Se réapproprier un narratif. Dans ses errements parfois vains, parcellaires, le roman de Sylvie Tanette parvient à rassembler ces histoires tellement communes et pourtant effacées. “Dans l’émigration économique, on renvoie toujours au même élément déclencheur, à la misère qui pousse sur les routes de l’exil. Mais c’est souvent bien plus complexe. Il y a autant de raisons qu’il y a d’histoires personnelles. Et c’est justement cela qui manque : saisir la complexité. Parce que pour finir, tout cela va se réduire en caricature : un ramassis de pauvres gens qui viennent voler le pain des Français.”

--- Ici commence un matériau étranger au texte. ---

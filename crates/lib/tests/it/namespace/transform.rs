//! Node kind transformation tests.

use waymark::{Anchor, Error, NamespaceError, NodeKind};

use crate::helpers::*;

#[test]
fn test_marker_to_group_marker() {
    let mut ns = sample_namespace();
    let old_tag = ns.payload("todo/parser").cloned();

    assert!(ns.transform("todo/parser", NodeKind::GroupMarker).expect("transform"));
    let node = ns.query("todo/parser").expect("still there");
    assert_eq!(node.kind(), NodeKind::GroupMarker);
    assert_eq!(node.anchor().map(|a| a.line), Some(41));
    assert_ne!(ns.payload("todo/parser").cloned(), old_tag, "payload is fresh");

    // Now group-like, so it sorts ahead of lexer.
    assert_eq!(child_names(&ns, "todo"), ["parser", "lexer"]);
    ns.insert(marker("inner", "src/parse.rs", 50), "todo/parser")
        .expect("can hold children now");
    assert_consistent(&ns);
}

#[test]
fn test_group_marker_to_group_keeps_children() {
    let mut ns = sample_namespace();
    assert!(ns.transform("review/api", NodeKind::Group).expect("transform"));
    let node = ns.query("review/api").expect("still there");
    assert_eq!(node.kind(), NodeKind::Group);
    assert!(node.anchor().is_none());
    assert_eq!(node.color(), Some("red"));
    assert!(ns.query("review/api/handler").is_some());
    assert!(ns.markers_in("src/api.rs") == ["review/api/handler"]);
    assert_consistent(&ns);
}

#[test]
fn test_group_marker_to_marker_drops_children() {
    let mut ns = sample_namespace();
    assert!(ns.activate("review/api"));
    assert!(ns.transform("review/api", NodeKind::Marker).expect("transform"));

    assert_eq!(
        ns.query("review/api").map(|node| node.kind()),
        Some(NodeKind::Marker)
    );
    assert!(ns.query("review/api/handler").is_none());
    assert!(ns.payload("review/api/handler").is_none());
    assert_eq!(ns.active_group(), "", "demoted group cannot stay active");
    assert_consistent(&ns);
}

#[test]
fn test_transform_to_same_kind_is_noop() {
    let mut ns = sample_namespace();
    let created = ns.presenter().created();
    assert!(!ns.transform("todo", NodeKind::Group).expect("noop"));
    assert_eq!(ns.presenter().created(), created);
}

#[test]
fn test_invalid_transforms() {
    let mut ns = sample_namespace();
    let before = all_paths(&ns);

    for (path, kind) in [
        ("todo", NodeKind::Marker),
        ("todo", NodeKind::GroupMarker),
        ("readme", NodeKind::Group),
    ] {
        let err = ns.transform(path, kind).expect_err("not a supported transform");
        assert!(
            matches!(err, Error::Namespace(NamespaceError::InvalidTransform { .. })),
            "{path} -> {kind}: {err}"
        );
    }
    let err = ns.transform("", NodeKind::GroupMarker).expect_err("root");
    assert!(matches!(err, Error::Namespace(NamespaceError::RootNode { .. })));
    assert_eq!(all_paths(&ns), before);
}

#[test]
fn test_anchor_group() {
    let mut ns = sample_namespace();
    ns.anchor_group("todo", Anchor::new("TODO.md", 4, 2))
        .expect("anchor todo");
    let node = ns.query("todo").expect("todo exists");
    assert_eq!(node.kind(), NodeKind::GroupMarker);
    assert_eq!(node.color(), Some("yellow"));
    assert_eq!(child_names(&ns, "todo"), ["lexer", "parser"]);
    assert_eq!(ns.markers_in("TODO.md"), ["todo"]);

    let err = ns
        .anchor_group("todo", Anchor::new("TODO.md", 4, 2))
        .expect_err("already anchored");
    assert!(err.is_invalid_argument());
    assert_consistent(&ns);
}
//! Engine configuration.
//!
//! Configuration is plain data: the library never reads files or the
//! environment itself. Hosts deserialize it from their own settings (every field
//! has a default) or build it from command-line arguments.
//!
//! ```rust
//! use waymark::{Config, SortPolicy};
//!
//! let config: Config = serde_json::from_str(r#"{ "sort": "manual" }"#)?;
//! assert_eq!(config.sort, SortPolicy::Manual);
//! assert_eq!(config.reanchor_radius, waymark::constants::DEFAULT_REANCHOR_RADIUS);
//! # Ok::<(), serde_json::Error>(())
//! ```

use serde::{Deserialize, Serialize};

use crate::{constants::DEFAULT_REANCHOR_RADIUS, node::SortPolicy};

/// Settings shared by every namespace of a registry.
#[derive(Debug, Clone, PartialEq, Eq, Serialize, Deserialize)]
#[serde(default, rename_all = "camelCase")]
pub struct Config {
    /// Ordering applied to the children of every group.
    pub sort: SortPolicy,
    /// Lines searched above and below a marker when its snapshot no longer matches.
    pub reanchor_radius: u32,
}

impl Default for Config {
    fn default() -> Self {
        Self {
            sort: SortPolicy::default(),
            reanchor_radius: DEFAULT_REANCHOR_RADIUS,
        }
    }
}

impl Config {
    pub fn with_sort(mut self, sort: SortPolicy) -> Self {
        self.sort = sort;
        self
    }
}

“Une colonie sur le sol français”
Au fil du récit, Sylvie Tanette dresse aussi le portrait de sa ville natale, qui ressemble si peu à la France et incarne pourtant sa diversité, “comme une colonie sur le sol français“, dit-elle. La richesse de ce port méditerranéen, né de ces épopées personnelles, “on en profite si peu“, se désole-t-elle. Comme si la France avait un peu peur de cette cité agitée. Au point de préférer la réduire à une caricature ou à une story Instagram.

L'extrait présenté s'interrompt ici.